TASK INSTRUCTIONS. Produce word for word the lines of the data below running from the one that has "fn new(path: &Path)" to the one that has "Ok(()) => debug!(path", inclusive, and no others.

┌──

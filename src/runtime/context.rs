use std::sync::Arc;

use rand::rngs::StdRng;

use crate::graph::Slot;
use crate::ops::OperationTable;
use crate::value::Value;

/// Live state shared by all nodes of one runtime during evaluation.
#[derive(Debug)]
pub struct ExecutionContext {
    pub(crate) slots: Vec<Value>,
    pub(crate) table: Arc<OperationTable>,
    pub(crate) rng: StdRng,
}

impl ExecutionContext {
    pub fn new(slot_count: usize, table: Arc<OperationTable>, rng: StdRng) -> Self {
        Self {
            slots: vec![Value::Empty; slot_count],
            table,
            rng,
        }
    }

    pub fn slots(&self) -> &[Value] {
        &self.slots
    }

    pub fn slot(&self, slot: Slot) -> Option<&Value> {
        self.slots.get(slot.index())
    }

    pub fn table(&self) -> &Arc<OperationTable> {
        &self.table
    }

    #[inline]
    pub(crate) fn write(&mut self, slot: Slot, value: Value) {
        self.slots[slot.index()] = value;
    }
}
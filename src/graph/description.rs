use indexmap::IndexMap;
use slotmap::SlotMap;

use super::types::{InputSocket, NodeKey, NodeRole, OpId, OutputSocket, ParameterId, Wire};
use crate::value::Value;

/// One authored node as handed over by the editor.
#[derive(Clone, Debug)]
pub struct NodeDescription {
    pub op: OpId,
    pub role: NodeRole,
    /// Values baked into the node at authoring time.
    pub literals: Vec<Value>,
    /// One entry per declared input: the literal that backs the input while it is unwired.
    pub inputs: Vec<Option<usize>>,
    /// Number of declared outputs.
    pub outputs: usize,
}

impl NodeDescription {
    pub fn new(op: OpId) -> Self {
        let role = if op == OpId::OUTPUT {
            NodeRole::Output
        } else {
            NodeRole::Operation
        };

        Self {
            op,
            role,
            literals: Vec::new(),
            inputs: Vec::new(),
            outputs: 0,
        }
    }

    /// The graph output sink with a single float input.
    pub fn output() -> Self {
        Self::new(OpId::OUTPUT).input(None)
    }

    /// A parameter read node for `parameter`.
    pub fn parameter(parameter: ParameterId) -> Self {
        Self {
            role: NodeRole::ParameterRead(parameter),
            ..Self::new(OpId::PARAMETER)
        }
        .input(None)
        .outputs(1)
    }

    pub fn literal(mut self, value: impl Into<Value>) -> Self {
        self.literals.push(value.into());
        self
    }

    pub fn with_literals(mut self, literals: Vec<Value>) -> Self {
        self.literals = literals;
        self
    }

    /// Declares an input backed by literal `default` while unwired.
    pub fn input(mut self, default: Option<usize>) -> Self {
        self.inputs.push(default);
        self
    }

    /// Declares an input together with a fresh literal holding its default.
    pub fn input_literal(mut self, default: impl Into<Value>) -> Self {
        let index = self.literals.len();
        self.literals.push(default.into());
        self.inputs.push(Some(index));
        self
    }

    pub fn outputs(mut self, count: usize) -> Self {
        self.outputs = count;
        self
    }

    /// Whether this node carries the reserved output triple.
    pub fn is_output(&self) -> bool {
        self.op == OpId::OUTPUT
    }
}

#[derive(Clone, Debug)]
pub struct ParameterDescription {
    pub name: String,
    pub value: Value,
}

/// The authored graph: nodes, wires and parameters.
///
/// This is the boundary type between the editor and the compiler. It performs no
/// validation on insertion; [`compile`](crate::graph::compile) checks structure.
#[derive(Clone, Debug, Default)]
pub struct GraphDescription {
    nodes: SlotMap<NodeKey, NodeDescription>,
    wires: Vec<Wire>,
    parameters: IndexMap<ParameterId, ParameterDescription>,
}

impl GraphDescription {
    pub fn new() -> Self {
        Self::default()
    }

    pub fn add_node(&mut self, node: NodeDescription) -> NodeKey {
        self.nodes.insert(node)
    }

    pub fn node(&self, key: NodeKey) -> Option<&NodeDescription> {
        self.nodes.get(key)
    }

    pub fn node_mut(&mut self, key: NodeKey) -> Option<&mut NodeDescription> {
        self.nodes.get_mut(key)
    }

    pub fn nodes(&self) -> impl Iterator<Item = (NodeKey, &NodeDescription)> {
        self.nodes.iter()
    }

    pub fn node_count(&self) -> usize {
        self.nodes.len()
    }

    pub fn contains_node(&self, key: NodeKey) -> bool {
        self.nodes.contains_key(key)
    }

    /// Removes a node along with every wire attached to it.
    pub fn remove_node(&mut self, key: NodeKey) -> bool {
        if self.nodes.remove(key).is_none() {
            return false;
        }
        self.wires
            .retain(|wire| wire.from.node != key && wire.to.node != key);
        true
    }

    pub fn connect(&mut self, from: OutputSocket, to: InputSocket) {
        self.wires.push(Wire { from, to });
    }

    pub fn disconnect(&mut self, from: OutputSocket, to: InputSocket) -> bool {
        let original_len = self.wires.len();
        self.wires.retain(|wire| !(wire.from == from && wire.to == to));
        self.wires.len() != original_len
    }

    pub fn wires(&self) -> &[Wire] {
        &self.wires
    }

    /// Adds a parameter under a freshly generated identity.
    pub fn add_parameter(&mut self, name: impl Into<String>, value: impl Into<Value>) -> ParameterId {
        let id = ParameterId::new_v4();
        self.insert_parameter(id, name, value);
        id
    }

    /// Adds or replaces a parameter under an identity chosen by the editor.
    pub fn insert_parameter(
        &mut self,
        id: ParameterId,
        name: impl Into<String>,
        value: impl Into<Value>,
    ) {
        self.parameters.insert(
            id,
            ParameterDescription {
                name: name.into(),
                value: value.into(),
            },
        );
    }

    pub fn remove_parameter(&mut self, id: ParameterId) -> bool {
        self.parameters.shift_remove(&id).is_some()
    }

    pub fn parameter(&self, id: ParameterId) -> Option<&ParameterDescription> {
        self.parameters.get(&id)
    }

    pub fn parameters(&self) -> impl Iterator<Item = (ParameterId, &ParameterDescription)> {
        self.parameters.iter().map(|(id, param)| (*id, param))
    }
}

└──
┌──

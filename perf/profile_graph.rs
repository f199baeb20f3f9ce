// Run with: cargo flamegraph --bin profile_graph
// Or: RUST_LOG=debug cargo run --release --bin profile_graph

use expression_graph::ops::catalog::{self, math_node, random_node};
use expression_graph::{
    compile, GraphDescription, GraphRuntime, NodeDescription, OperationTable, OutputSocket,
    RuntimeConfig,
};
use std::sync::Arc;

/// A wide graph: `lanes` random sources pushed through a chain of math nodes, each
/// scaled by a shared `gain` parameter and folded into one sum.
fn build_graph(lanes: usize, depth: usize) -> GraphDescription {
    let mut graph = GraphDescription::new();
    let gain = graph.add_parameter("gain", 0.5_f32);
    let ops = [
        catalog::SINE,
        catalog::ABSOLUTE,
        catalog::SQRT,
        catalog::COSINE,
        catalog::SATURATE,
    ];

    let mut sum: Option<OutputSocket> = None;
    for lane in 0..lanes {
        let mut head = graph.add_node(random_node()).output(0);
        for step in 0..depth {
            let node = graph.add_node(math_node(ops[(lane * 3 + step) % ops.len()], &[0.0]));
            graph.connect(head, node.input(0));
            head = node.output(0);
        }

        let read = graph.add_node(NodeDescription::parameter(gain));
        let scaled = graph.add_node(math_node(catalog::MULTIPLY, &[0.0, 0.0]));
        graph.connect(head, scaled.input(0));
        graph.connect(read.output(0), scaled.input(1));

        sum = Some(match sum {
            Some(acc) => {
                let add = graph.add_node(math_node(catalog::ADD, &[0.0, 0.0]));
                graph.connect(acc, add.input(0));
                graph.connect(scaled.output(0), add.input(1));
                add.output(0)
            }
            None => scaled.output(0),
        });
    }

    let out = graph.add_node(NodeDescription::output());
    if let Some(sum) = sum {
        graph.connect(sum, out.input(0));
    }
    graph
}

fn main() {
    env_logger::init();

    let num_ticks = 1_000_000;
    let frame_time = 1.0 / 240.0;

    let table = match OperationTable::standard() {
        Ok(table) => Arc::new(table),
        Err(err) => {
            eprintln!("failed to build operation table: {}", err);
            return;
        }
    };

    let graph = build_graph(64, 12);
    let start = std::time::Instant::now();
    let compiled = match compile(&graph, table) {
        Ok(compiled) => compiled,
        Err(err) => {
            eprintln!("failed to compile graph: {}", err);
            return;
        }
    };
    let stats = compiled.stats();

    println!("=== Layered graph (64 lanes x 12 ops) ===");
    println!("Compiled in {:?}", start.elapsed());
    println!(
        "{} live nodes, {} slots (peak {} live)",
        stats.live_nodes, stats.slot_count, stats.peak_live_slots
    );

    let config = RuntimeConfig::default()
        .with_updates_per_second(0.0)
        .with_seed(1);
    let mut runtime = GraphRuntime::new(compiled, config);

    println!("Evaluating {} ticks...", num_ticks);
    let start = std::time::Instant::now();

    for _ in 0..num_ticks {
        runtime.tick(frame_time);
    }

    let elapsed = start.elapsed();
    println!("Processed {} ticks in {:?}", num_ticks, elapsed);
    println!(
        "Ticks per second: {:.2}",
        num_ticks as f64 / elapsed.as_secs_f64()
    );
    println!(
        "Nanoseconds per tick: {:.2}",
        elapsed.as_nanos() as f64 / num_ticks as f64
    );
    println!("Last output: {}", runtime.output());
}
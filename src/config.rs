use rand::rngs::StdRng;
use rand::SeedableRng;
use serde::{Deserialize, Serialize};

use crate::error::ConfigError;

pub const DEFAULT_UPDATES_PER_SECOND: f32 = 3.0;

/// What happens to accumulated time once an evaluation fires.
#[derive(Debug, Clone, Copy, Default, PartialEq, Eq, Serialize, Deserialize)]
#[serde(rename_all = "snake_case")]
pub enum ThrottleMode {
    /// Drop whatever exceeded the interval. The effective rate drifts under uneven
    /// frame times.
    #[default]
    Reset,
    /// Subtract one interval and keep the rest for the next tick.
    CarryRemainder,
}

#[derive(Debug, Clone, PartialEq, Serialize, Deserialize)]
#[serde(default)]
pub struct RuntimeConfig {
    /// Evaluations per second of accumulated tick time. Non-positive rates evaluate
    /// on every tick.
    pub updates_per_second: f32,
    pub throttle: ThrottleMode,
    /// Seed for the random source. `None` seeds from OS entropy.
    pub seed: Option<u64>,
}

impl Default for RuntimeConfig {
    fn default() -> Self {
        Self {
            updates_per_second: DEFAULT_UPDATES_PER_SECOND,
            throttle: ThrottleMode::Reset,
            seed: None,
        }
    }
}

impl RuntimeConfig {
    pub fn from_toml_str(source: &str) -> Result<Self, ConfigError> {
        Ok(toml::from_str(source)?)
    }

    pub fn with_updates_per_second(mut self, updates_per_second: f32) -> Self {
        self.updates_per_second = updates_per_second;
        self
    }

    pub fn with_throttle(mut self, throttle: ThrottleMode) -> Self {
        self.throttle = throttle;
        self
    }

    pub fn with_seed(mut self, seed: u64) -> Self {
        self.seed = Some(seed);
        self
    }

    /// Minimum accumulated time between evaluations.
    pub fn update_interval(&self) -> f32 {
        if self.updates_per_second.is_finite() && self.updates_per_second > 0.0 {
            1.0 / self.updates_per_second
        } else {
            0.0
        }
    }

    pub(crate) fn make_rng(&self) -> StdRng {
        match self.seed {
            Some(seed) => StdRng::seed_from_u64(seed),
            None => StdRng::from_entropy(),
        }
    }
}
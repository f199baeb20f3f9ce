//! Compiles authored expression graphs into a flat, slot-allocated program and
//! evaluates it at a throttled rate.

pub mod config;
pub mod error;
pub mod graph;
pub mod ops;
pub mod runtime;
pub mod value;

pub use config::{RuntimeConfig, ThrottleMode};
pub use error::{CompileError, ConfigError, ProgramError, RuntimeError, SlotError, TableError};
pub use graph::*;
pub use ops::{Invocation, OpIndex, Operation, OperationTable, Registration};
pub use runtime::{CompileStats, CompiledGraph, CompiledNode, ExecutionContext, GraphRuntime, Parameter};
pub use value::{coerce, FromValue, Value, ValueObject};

└──
┌──

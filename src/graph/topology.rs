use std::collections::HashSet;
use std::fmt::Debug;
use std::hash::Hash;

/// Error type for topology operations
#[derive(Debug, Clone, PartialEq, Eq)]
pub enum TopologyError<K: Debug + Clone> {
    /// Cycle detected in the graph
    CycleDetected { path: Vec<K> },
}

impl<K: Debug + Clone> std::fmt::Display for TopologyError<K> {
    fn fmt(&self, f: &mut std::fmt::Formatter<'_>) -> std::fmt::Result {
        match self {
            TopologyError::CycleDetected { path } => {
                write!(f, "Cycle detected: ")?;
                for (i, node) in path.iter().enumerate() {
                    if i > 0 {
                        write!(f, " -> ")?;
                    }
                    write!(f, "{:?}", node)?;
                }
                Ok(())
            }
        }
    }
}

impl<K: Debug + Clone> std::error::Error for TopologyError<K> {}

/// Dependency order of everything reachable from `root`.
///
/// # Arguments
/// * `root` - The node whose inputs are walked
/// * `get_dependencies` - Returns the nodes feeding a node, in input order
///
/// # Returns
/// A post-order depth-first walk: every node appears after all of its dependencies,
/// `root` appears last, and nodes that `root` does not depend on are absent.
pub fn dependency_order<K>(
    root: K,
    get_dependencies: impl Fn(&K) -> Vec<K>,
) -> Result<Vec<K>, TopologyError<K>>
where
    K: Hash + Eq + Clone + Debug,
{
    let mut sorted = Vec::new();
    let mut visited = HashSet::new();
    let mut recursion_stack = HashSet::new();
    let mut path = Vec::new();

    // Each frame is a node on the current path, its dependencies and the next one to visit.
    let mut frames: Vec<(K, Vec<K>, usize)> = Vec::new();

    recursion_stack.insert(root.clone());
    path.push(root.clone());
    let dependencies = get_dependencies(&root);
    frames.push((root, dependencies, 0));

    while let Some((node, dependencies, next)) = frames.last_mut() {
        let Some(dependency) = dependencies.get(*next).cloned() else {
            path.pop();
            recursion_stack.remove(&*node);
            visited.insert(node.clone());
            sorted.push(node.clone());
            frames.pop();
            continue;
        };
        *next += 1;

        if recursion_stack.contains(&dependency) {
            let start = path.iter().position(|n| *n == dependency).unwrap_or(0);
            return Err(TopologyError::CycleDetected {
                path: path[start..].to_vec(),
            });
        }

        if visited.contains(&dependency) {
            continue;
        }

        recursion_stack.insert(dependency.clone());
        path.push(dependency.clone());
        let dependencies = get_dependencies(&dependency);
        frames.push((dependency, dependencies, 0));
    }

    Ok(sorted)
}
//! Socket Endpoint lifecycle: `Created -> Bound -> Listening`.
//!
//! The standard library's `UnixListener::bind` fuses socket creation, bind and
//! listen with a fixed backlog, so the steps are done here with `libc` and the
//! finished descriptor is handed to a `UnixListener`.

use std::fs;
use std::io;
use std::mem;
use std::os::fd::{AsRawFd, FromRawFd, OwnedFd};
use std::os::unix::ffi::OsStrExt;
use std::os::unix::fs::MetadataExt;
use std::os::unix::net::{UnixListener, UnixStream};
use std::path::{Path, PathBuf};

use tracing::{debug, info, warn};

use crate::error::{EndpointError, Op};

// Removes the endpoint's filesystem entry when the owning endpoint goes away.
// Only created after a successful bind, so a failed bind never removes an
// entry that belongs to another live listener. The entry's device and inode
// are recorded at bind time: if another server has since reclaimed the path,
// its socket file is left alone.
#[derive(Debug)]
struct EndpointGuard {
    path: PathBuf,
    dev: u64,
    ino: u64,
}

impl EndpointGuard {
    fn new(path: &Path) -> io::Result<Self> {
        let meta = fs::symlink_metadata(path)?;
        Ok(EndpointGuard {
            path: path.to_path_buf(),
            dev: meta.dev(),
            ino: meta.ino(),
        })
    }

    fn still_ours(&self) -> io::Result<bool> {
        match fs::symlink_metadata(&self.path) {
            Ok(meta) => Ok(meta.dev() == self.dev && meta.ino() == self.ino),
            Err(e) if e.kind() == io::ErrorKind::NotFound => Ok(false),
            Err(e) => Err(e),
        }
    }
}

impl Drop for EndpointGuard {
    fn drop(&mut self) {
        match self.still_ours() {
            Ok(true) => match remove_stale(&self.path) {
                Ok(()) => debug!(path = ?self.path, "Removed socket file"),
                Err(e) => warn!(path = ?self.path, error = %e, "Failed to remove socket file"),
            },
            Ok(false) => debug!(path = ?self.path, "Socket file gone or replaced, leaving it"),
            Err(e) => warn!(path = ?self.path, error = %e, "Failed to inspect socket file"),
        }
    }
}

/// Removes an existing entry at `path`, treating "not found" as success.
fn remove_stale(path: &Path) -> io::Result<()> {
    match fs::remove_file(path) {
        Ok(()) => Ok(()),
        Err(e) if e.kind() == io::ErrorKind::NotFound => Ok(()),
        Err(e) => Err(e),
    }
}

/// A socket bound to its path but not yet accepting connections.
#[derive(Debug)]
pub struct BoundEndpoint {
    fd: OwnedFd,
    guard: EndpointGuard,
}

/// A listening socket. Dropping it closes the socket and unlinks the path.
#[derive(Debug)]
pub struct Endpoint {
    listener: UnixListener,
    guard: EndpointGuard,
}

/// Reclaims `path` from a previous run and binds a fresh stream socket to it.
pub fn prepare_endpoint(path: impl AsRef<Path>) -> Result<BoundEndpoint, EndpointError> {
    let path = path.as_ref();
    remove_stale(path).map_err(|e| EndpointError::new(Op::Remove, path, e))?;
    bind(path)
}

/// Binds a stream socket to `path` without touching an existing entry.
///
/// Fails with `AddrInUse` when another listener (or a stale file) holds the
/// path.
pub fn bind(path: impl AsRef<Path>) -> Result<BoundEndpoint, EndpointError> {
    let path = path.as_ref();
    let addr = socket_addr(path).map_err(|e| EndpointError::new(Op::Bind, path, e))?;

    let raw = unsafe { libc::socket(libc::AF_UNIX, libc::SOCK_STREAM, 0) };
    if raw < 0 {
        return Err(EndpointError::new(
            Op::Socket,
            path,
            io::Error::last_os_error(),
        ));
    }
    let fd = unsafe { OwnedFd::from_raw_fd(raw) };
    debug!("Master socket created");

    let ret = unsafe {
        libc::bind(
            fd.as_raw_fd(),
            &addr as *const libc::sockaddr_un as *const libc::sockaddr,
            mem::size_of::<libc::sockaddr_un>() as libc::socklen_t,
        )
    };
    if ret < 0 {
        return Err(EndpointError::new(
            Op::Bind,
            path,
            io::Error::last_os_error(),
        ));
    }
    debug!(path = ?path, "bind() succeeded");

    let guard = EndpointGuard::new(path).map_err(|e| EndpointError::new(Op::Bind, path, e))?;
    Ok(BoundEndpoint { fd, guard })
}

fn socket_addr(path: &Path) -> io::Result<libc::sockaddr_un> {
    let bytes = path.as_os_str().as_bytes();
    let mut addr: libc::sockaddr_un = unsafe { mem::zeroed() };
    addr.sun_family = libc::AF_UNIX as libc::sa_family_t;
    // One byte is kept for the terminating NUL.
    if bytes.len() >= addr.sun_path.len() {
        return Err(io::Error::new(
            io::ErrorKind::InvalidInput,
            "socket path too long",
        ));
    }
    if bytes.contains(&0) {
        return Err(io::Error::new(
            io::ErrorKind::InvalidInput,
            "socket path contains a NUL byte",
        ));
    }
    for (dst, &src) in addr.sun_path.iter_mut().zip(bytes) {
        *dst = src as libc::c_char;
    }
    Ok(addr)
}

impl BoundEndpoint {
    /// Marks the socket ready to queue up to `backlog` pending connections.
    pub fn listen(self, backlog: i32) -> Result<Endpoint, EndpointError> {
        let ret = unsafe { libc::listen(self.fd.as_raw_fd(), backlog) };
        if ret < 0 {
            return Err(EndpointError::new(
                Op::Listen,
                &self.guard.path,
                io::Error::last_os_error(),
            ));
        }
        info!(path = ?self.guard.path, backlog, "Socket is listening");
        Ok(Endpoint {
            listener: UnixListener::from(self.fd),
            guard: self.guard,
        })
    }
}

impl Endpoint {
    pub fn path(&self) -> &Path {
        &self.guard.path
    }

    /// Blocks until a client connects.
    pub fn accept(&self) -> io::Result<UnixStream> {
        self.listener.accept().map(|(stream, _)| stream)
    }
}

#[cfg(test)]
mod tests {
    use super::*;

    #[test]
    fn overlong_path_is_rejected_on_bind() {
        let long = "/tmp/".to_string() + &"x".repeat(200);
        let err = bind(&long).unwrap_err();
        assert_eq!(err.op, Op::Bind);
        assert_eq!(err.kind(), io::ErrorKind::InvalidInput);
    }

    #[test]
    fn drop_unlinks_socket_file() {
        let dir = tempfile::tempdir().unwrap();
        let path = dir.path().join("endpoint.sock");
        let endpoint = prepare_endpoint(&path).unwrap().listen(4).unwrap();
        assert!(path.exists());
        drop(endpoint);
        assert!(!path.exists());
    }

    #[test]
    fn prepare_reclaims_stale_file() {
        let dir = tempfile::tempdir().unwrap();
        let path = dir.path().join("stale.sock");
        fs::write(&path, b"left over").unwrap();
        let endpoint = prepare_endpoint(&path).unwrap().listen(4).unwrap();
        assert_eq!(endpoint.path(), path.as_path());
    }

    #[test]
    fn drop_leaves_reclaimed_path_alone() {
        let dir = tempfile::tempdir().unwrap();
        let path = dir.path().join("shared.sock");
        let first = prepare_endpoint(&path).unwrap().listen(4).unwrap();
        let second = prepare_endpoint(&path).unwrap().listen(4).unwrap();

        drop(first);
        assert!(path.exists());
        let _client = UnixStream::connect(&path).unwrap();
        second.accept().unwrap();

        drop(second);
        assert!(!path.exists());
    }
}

└──

REPLY.
    fn new(path: &Path) -> io::Result<Self> {
        let meta = fs::symlink_metadata(path)?;
        Ok(EndpointGuard {
            path: path.to_path_buf(),
            dev: meta.dev(),
            ino: meta.ino(),
        })
    }

    fn still_ours(&self) -> io::Result<bool> {
        match fs::symlink_metadata(&self.path) {
            Ok(meta) => Ok(meta.dev() == self.dev && meta.ino() == self.ino),
            Err(e) if e.kind() == io::ErrorKind::NotFound => Ok(false),
            Err(e) => Err(e),
        }
    }
}

impl Drop for EndpointGuard {
    fn drop(&mut self) {
        match self.still_ours() {
            Ok(true) => match remove_stale(&self.path) {
                Ok(()) => debug!(path = ?self.path, "Removed socket file"),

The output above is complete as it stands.